WHAT YOU WILL DO —
Below are the records; copy exactly the stretch from the line containing "forwarder and response" through the line containing "recv_result = receiver.recv()", both ends included, and nothing else.

BEGIN

use std::{convert::Infallible, time::Duration};

use axum::response::sse::{Event, KeepAlive, Sse};
use futures::Stream;
use tokio::sync::broadcast::{self, error::RecvError};
use tokio::sync::mpsc;
use tokio_stream::wrappers::ReceiverStream;
use tracing::{debug, info};

use crate::{
    dto::sse::{Handshake, ServerEvent},
    state::SharedState,
};

/// Subscribe to the shared public SSE stream.
pub fn subscribe_public(state: &SharedState) -> broadcast::Receiver<ServerEvent> {
    state.public_sse().subscribe()
}

/// Build the handshake event sent first on every new connection.
pub fn handshake(state: &SharedState) -> Option<ServerEvent> {
    ServerEvent::json(
        Some("handshake".to_string()),
        &Handshake {
            stream: "public".into(),
            degraded: state.is_degraded(),
        },
    )
    .ok()
}

/// Convert a broadcast receiver into an SSE response, forwarding events until
/// the client disconnects.
///
/// `first` is delivered to this connection only, before any broadcast event.
pub fn to_sse_stream(
    mut receiver: broadcast::Receiver<ServerEvent>,
    first: Option<ServerEvent>,
) -> Sse<impl Stream<Item = Result<Event, Infallible>>> {
    // small bounded channel between forwarder and response
    let (tx, rx) = mpsc::channel::<Result<Event, Infallible>>(8);

    tokio::spawn(async move {
        if let Some(payload) = first {
            if tx.send(Ok(to_event(payload))).await.is_err() {
                return;
            }
        }

        loop {
            tokio::select! {
                _ = tx.closed() => break,
                recv_result = receiver.recv() => {
                    match recv_result {
                        Ok(payload) => {
                            if tx.send(Ok(to_event(payload))).await.is_err() {
                                break;
                            }
                        }
                        Err(RecvError::Closed) => break,
                        Err(RecvError::Lagged(skipped)) => {
                            // Clients re-fetch on the next leaderboard.updated.
                            debug!(skipped, "public SSE client lagged");
                            continue;
                        }
                    }
                }
            }
        }

        info!("Public SSE stream disconnected");
    });

    let stream = ReceiverStream::new(rx);
    Sse::new(stream).keep_alive(
        KeepAlive::new()
            .interval(Duration::from_secs(15))
            .text("keep-alive"),
    )
}

fn to_event(payload: ServerEvent) -> Event {
    let mut event = Event::default().data(payload.data);
    if let Some(name) = payload.event {
        event = event.event(name);
    }
    event
}
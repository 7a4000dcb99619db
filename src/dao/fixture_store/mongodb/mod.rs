mod config;
mod connection;
mod error;
mod models;
pub mod store;

pub use config::MongoConfig;
pub use error::MongoDaoError;
pub use store::MongoFixtureStore;

use crate::dao::storage::StorageError;

impl From<MongoDaoError> for StorageError {
    fn from(err: MongoDaoError) -> Self {
        StorageError::unavailable(err.to_string(), err)
    }
}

END

SOLVED PROBLEM —
    // small bounded channel between forwarder and response
    let (tx, rx) = mpsc::channel::<Result<Event, Infallible>>(8);

    tokio::spawn(async move {
        if let Some(payload) = first {
            if tx.send(Ok(to_event(payload))).await.is_err() {
                return;
            }
        }

        loop {
            tokio::select! {
                _ = tx.closed() => break,
                recv_result = receiver.recv() => {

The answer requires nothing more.